Ya desde su título Lulú (o Lu-Lu) se presta a la posibilidad de múltiples lecturas. Porque Lulú es la forma cariñosa en que llaman a Ludmila, la protagonista, en su familia y entre sus amigos. Porque Ludmila vive con Lucas, el otro protagonista, y las dos primeras sílabas de sus nombres forman la segunda versión del título. Que Lucas a veces también llame Lucrecia a Ludmila y que Ortega, el director, se llame Luis, agregan otros dos Lu adicionales para sumarle espesor al título. Ese perfil múltiple e irresoluble del nombre de la película es la primera manifestación una característica que se extiende sobre la totalidad del relato mismo que, como muchos de los trabajos anteriores del director, tiene su epicentro en el corazón a la vez abierto y palpitante del lumpen (otro Lu).
Alguna vez Graciela Borges fue consultada durante un homenaje a Leonardo Favio, acerca de cuál de los directores locales de la actualidad mantenía vivo el espíritu y la llama cinematográfica del más grande cineasta de nuestro cine, el más representativo de una identidad propia del cine argentino (si es que tal cosa existiera). En aquella oportunidad la Borges, que algo de cine argentino parece conocer, señaló de inmediato y sin dudar que ese director-heredero era Luis Ortega. En una mirada superficial es posible vincular rápidamente las filmografías de Favio y Ortega, en tanto comparten un empeño en el que se combinan la necesidad y la pasión por indagar en las historias populares, en recorrer y registrar los ámbitos sociales erigidos sobre la difusa triple frontera de la pobreza, la miseria y la sordidez. Pero lejos de la pornomiseria social de otras miradas, en las películas de estos dos directores hay una prerrogativa fuerte de amplificar lo silenciado, de iluminar lo oculto, de abrazar lo estigmatizado. Porque, superada la cáscara de lo formal, lo que mueve tanto al cine de Favio como al de Ortega, es el amor. Un amor que se comprueba y se consuma en la forma en que ambos directores cuidan a sus personajes, habitualmente sumergidos en realidades complicadas, quedándose con ellos hasta el final, en las buenas y en las malas. Eso es lo que ocurre en Lulú.

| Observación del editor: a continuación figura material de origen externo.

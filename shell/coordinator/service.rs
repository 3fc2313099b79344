/* This Source Code Form is subject to the terms of the Mozilla Public
 * License, v. 2.0. If a copy of the MPL was not distributed with this
 * file, You can obtain one at https://mozilla.org/MPL/2.0/. */

//! Async shell around [`PaneCoordinator`].
//!
//! Two inbound streams feed the coordinator: host lifecycle events and
//! JSON requests from page interceptors. Both are handled one at a time,
//! so the interception map is only ever touched by one handler.
//!
//! Hosts with their own frame loop call [`CoordinatorService::drain_pending`]
//! each tick; everything else spawns [`CoordinatorService::run`] and stops it
//! through the [`CancellationToken`].

use std::time::Instant;

use splitlink_core::protocol;
use splitlink_core::{CoordinatorReply, InterceptorRequest, PageContextId, is_http_like};
use splitlink_runtime::HostPlatform;
use tokio::sync::mpsc;
use tokio_util::sync::CancellationToken;
use url::Url;

use super::PaneCoordinator;
use crate::shell::runtime::diagnostics::{self, DiagnosticEvent, emit_event};
use crate::shell::runtime::link::{CoordinatorLink, PageEnvelope, PageRequestReceiver};

#[derive(Debug, Clone, Copy, PartialEq, Eq)]
pub enum HostEvent {
    PageActivated(PageContextId),
    /// A page finished loading a new document.
    NavigationCompleted(PageContextId),
    PageClosed(PageContextId),
    ActionClicked(PageContextId),
    /// The page joined, left or switched pane groups.
    SplitChanged(PageContextId),
}

pub type HostEventSender = mpsc::UnboundedSender<HostEvent>;

pub struct CoordinatorInbox {
    pub host_events: mpsc::UnboundedReceiver<HostEvent>,
    pub page_requests: PageRequestReceiver,
}

/// Sender for the host, link for interceptors, inbox for the service.
pub fn coordinator_channels() -> (HostEventSender, CoordinatorLink, CoordinatorInbox) {
    let (host_tx, host_events) = mpsc::unbounded_channel();
    let (link, page_requests) = CoordinatorLink::channel();
    (
        host_tx,
        link,
        CoordinatorInbox {
            host_events,
            page_requests,
        },
    )
}

pub struct CoordinatorService<P: HostPlatform> {
    coordinator: PaneCoordinator<P>,
    inbox: CoordinatorInbox,
    cancel: CancellationToken,
}

impl<P: HostPlatform> CoordinatorService<P> {
    pub fn new(coordinator: PaneCoordinator<P>, inbox: CoordinatorInbox) -> Self {
        Self {
            coordinator,
            inbox,
            cancel: CancellationToken::new(),
        }
    }

    pub fn cancel_token(&self) -> CancellationToken {
        self.cancel.clone()
    }

    pub fn coordinator(&self) -> &PaneCoordinator<P> {
        &self.coordinator
    }

    /// Handle inbound work until cancelled or every sender is gone, then
    /// hand the coordinator back.
    pub async fn run(mut self) -> PaneCoordinator<P> {
        let cancel = self.cancel.clone();
        loop {
            tokio::select! {
                biased;
                _ = cancel.cancelled() => {
                    log::debug!("coordinator: service cancelled");
                    break;
                }
                Some(event) = self.inbox.host_events.recv() => {
                    self.handle_host_event(event).await;
                }
                Some(envelope) = self.inbox.page_requests.recv() => {
                    self.handle_envelope(envelope).await;
                }
                else => {
                    log::debug!("coordinator: all senders dropped");
                    break;
                }
            }
        }
        self.coordinator
    }

    /// Handle everything queued, including work queued by the handlers
    /// themselves. Returns how many items were handled.
    pub async fn drain_pending(&mut self) -> usize {
        let mut handled = 0;
        loop {
            if let Ok(event) = self.inbox.host_events.try_recv() {
                self.handle_host_event(event).await;
            } else if let Ok(envelope) = self.inbox.page_requests.try_recv() {
                self.handle_envelope(envelope).await;
            } else {
                break;
            }
            handled += 1;
        }
        handled
    }

    async fn handle_host_event(&mut self, event: HostEvent) {
        log::debug!("coordinator: host event {event:?}");
        match event {
            HostEvent::PageActivated(page) => {
                self.coordinator.on_page_activated(page).await;
            }
            HostEvent::NavigationCompleted(page) => {
                self.coordinator.on_navigation_completed(page).await;
            }
            HostEvent::PageClosed(page) => self.coordinator.on_page_closed(page),
            HostEvent::ActionClicked(page) => {
                self.coordinator.on_action_clicked(page).await;
            }
            HostEvent::SplitChanged(page) => {
                self.coordinator.on_split_changed(page).await;
            }
        }
    }

    async fn handle_envelope(&mut self, envelope: PageEnvelope) {
        let PageEnvelope {
            source,
            payload,
            sent_at,
            reply,
        } = envelope;
        let latency_us =
            u64::try_from(Instant::now().saturating_duration_since(sent_at).as_micros())
                .unwrap_or(u64::MAX);
        emit_event(DiagnosticEvent::MessageReceived {
            channel_id: diagnostics::CHANNEL_REQUEST_RECEIVED,
            latency_us,
        });

        let request: InterceptorRequest = match protocol::decode(&payload) {
            Ok(request) => request,
            Err(e) => {
                log::warn!("coordinator: dropping malformed request from {source}: {e}");
                emit_event(DiagnosticEvent::MessageSent {
                    channel_id: diagnostics::CHANNEL_REQUEST_MALFORMED,
                    byte_len: payload.len(),
                });
                return;
            }
        };

        match request {
            InterceptorRequest::CheckEnabled => {
                let enabled = self.coordinator.is_enabled(source);
                if reply.send(CoordinatorReply::Enabled { enabled }).is_err() {
                    log::debug!("coordinator: {source} stopped waiting for CHECK_ENABLED");
                }
            }
            InterceptorRequest::OpenInOtherSplit { url } => {
                // The page is answered before the navigation happens.
                if reply.send(CoordinatorReply::Ack { success: true }).is_err() {
                    log::debug!("coordinator: {source} stopped waiting for its open ack");
                }
                match Url::parse(&url) {
                    Ok(parsed) if is_http_like(&parsed) => {
                        self.coordinator.open_elsewhere(source, parsed.as_str()).await;
                    }
                    _ => {
                        log::debug!("coordinator: ignoring open request for {url:?}");
                        emit_event(DiagnosticEvent::MessageSent {
                            channel_id: diagnostics::CHANNEL_OPEN_IGNORED_SCHEME,
                            byte_len: url.len(),
                        });
                    }
                }
            }
        }
    }
}

#[cfg(test)]
mod tests {
    use super::*;
    use crate::prefs::{ActionTitles, InterceptorPrefs};
    use crate::shell::host::{InMemoryHost, NavigationCause};
    use crate::shell::runtime::diagnostics::DiagnosticsState;
    use std::sync::Arc;

    struct Setup {
        host: Arc<InMemoryHost>,
        link: CoordinatorLink,
        service: CoordinatorService<InMemoryHost>,
    }

    fn setup() -> Setup {
        let (events, link, inbox) = coordinator_channels();
        let host = Arc::new(InMemoryHost::new(
            link.clone(),
            events,
            InterceptorPrefs::default(),
        ));
        let coordinator = PaneCoordinator::new(host.clone(), ActionTitles::default());
        Setup {
            host,
            link,
            service: CoordinatorService::new(coordinator, inbox),
        }
    }

    #[tokio::test]
    async fn test_check_enabled_replies_with_current_flag() {
        let mut s = setup();
        let window = s.host.open_window();
        let a = s.host.open_page(window, "https://example.com/a").unwrap();
        let b = s.host.open_page(window, "https://example.com/b").unwrap();
        s.host.split(a, b).unwrap();
        s.host.activate(a).unwrap();
        s.service.drain_pending().await;
        s.host.click_action(a).unwrap();
        s.service.drain_pending().await;

        let reply = s
            .link
            .send(b, &InterceptorRequest::CheckEnabled)
            .unwrap();
        s.service.drain_pending().await;
        assert_eq!(reply.await.unwrap(), CoordinatorReply::Enabled { enabled: true });
    }

    #[tokio::test]
    async fn test_malformed_request_is_dropped() {
        let mut s = setup();
        let mut diag = DiagnosticsState::new();
        diag.install();

        let reply = s
            .link
            .send_raw(PageContextId::new(1), r#"{"type":"NAVIGATE_AWAY"}"#.to_string())
            .unwrap();
        assert_eq!(s.service.drain_pending().await, 1);
        assert!(reply.await.is_err());

        diag.drain();
        assert_eq!(diag.message_count(diagnostics::CHANNEL_REQUEST_MALFORMED), 1);
    }

    #[tokio::test]
    async fn test_non_http_open_request_is_acked_and_ignored() {
        let mut s = setup();
        let window = s.host.open_window();
        let page = s.host.open_page(window, "https://example.com/").unwrap();
        s.service.drain_pending().await;

        let reply = s
            .link
            .send(
                page,
                &InterceptorRequest::OpenInOtherSplit {
                    url: "ftp://example.com/file".into(),
                },
            )
            .unwrap();
        s.service.drain_pending().await;

        assert_eq!(reply.await.unwrap(), CoordinatorReply::Ack { success: true });
        assert_eq!(s.host.pages(), vec![page]);
        assert!(s.host.navigations().is_empty());
    }

    #[tokio::test]
    async fn test_open_request_without_sibling_creates_page() {
        let mut s = setup();
        let window = s.host.open_window();
        let page = s.host.open_page(window, "https://example.com/").unwrap();

        let _reply = s
            .link
            .send(
                page,
                &InterceptorRequest::OpenInOtherSplit {
                    url: "https://example.com/x".into(),
                },
            )
            .unwrap();
        s.service.drain_pending().await;

        let navigations = s.host.navigations();
        assert_eq!(navigations.len(), 1);
        assert_eq!(navigations[0].cause, NavigationCause::Created);
    }

    #[tokio::test]
    async fn test_open_request_still_navigates_after_page_stops_waiting() {
        let mut s = setup();
        let window = s.host.open_window();
        let a = s.host.open_page(window, "https://example.com/a").unwrap();
        let b = s.host.open_page(window, "https://example.com/b").unwrap();
        s.host.split(a, b).unwrap();
        s.service.drain_pending().await;

        let reply = s
            .link
            .send(
                a,
                &InterceptorRequest::OpenInOtherSplit {
                    url: "https://example.com/x".into(),
                },
            )
            .unwrap();
        drop(reply);
        s.service.drain_pending().await;

        assert_eq!(
            s.host.location(b).map(|url| url.to_string()).as_deref(),
            Some("https://example.com/x")
        );
    }

    #[tokio::test]
    async fn test_split_change_refreshes_former_sibling() {
        let mut s = setup();
        let window = s.host.open_window();
        let a = s.host.open_page(window, "https://example.com/a").unwrap();
        let b = s.host.open_page(window, "https://example.com/b").unwrap();
        s.host.split(a, b).unwrap();
        s.service.drain_pending().await;
        assert!(s.host.click_action(a).unwrap());
        s.service.drain_pending().await;
        assert_eq!(s.host.interceptor_enabled(b), Some(true));

        s.host.unsplit(a).unwrap();
        s.service.drain_pending().await;

        for page in [a, b] {
            assert!(!s.service.coordinator().has_state(page));
            assert!(!s.host.toolbar(page).unwrap().enabled);
            assert_eq!(s.host.interceptor_enabled(page), Some(false));
        }
    }

    #[tokio::test]
    async fn test_run_stops_on_cancel() {
        let s = setup();
        let cancel = s.service.cancel_token();
        let task = tokio::spawn(s.service.run());

        cancel.cancel();
        let coordinator = task.await.unwrap();
        assert_eq!(coordinator.tracked_pages(), 0);
    }

    #[tokio::test]
    async fn test_run_handles_events_until_cancelled() {
        let s = setup();
        let host = s.host.clone();
        let window = host.open_window();
        let a = host.open_page(window, "https://example.com/a").unwrap();
        let b = host.open_page(window, "https://example.com/b").unwrap();
        host.split(a, b).unwrap();

        let cancel = s.service.cancel_token();
        let task = tokio::spawn(s.service.run());
        for _ in 0..100 {
            if host.toolbar(a).is_some_and(|toolbar| toolbar.enabled) {
                break;
            }
            tokio::time::sleep(std::time::Duration::from_millis(5)).await;
        }
        assert!(host.click_action(a).unwrap());
        for _ in 0..100 {
            if host.interceptor_enabled(b) == Some(true) {
                break;
            }
            tokio::time::sleep(std::time::Duration::from_millis(5)).await;
        }
        cancel.cancel();
        let coordinator = task.await.unwrap();

        assert!(coordinator.is_enabled(a));
        assert!(coordinator.is_enabled(b));
    }
}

Por eso no es casual que diferentes variantes del amor (a veces en las formas menos ortodoxas) sean recurrentes dentro de los trabajos de Ortega. Y Lulú es una película salvaje, marginal, sórdida, pero de amor al fin. Como la historia que compartían Pedrito y Camila, la pareja de enanos que protagonizaban Dromómanos, film anterior de Ortega, en la que no faltaban los celos y la violencia, dos elementos que también están presentes en el vínculo entre Ludmila y Lucas desde el comienzo mismo del relato. En la primera escena, Ludmila en silla de ruedas habla con un médico que le dice que lo mejor es dejarle adentro una bala que tiene alojada cerca de la columna, porque la operación para sacarla pondría en serio riesgo su vida. La bala en cuestión se la disparó Lucas, su novio, un joven al que le encanta dispararle con su pistola desde el otro lado de la avenida Libertador al Torso Masculino Desnudo, la escultura de Fernando Botero emplazada en el Parque Thays de Recoleta. Aunque lo que en realidad le gusta es simplemente disparar: a las estatuas, al aire, a Ludmila. A cualquier cosa.
Esa bala en el cuerpo de Ludmila –especie de versión extrema del romántico “te llevo dentro de mí”— vincula a Lulú con Dos disparos, última película de Martín Rejtman, que también tiene un punto de partida dramático similar. Pero mientras en el film de Rejtman esas balas en el cuerpo eran autoinfligidas, producto de una represión que pugna por perder el control, en el de Ortega son una forma de comunicación entre los protagonistas, símbolo perfecto de su desborde. Detalles que hablan de los espacios en los que se mueven las obras de uno y otro, pero también del tono que cada uno elige para narrar: la ironía humorística sobre la que suele apoyarse Rejtman para Ortega representa un lujo que pocas veces puede darse. Otro elemento compartido entre Lulú y algunas películas de Rejtman son las escenas de baile. Dos disparos comienza con una en la que el protagonista, que luego se revelará parco, baila desaforado algún ritmo electrónico en una discoteca. Los personajes expansivos de Ortega en cambio bailan rocanroll en la calle, descalzos y tirándole tiros al cielo nocturno, con los relámpagos de una tormenta inminente en lugar de las luces estroboscópicas de la disco. Disimulada entre los pliegues de su realismo sucio, Ortega contrabandea una delicada inclinación por lo extraño, lo onírico y hasta lo místico, tres formas de no perder la esperanza cuando ya se ha perdido todo lo demás.
Artículo publicado originalmente en la sección Espectáculos de Página/12.